● **AVAILABLE DATA**
-=-=-=-=-

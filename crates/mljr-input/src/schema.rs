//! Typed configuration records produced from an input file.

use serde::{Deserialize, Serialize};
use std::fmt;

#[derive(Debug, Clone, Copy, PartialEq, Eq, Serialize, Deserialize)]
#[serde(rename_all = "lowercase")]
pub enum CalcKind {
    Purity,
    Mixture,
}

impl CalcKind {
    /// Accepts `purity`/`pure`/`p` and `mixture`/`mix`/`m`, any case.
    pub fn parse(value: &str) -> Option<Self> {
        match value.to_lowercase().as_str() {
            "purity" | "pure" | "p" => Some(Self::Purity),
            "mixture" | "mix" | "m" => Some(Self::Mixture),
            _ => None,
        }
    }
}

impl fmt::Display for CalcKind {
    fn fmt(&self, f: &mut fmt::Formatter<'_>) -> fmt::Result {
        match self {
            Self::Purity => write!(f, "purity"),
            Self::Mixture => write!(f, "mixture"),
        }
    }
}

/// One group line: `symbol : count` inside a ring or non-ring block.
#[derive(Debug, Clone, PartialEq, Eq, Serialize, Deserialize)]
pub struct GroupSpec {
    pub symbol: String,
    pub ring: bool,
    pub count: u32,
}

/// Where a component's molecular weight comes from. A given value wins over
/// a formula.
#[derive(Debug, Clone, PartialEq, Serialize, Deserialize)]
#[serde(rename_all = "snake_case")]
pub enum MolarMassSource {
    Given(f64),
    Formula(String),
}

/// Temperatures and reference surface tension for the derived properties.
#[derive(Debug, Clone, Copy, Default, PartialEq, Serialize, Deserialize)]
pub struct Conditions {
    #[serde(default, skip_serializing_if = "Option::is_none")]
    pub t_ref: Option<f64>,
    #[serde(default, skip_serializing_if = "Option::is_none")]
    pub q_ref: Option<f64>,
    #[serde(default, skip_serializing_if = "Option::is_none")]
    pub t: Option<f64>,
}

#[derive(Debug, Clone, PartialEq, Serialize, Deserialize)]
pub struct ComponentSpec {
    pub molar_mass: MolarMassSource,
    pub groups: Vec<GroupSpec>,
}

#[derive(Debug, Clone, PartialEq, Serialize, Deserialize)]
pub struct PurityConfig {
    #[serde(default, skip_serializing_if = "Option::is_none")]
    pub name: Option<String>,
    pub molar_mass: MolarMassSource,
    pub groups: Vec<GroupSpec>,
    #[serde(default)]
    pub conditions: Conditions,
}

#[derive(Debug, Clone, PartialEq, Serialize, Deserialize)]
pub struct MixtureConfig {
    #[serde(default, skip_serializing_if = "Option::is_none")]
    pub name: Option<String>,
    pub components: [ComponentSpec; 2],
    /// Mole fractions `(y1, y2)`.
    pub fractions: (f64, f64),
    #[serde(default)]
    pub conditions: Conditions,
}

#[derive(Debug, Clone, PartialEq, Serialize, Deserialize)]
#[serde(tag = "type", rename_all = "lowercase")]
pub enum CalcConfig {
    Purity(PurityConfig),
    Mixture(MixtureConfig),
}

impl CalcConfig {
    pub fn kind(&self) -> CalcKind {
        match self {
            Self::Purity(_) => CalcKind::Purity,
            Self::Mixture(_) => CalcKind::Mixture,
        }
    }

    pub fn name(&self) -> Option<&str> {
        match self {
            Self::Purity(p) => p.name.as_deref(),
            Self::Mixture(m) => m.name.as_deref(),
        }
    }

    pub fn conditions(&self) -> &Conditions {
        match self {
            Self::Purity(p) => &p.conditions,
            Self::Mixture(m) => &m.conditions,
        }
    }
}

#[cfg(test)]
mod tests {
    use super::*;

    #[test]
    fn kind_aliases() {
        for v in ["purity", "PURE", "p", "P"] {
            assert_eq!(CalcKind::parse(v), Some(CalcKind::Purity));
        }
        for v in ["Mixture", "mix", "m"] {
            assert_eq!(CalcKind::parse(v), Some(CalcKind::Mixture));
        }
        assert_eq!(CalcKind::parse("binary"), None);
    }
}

-=-=-=-=-

● **EXERCISE PROMPT**
For every line of the records with the string "struct", add one to a tally; give the final tally alone.

● **RESPONSE TO THE EXERCISE**
5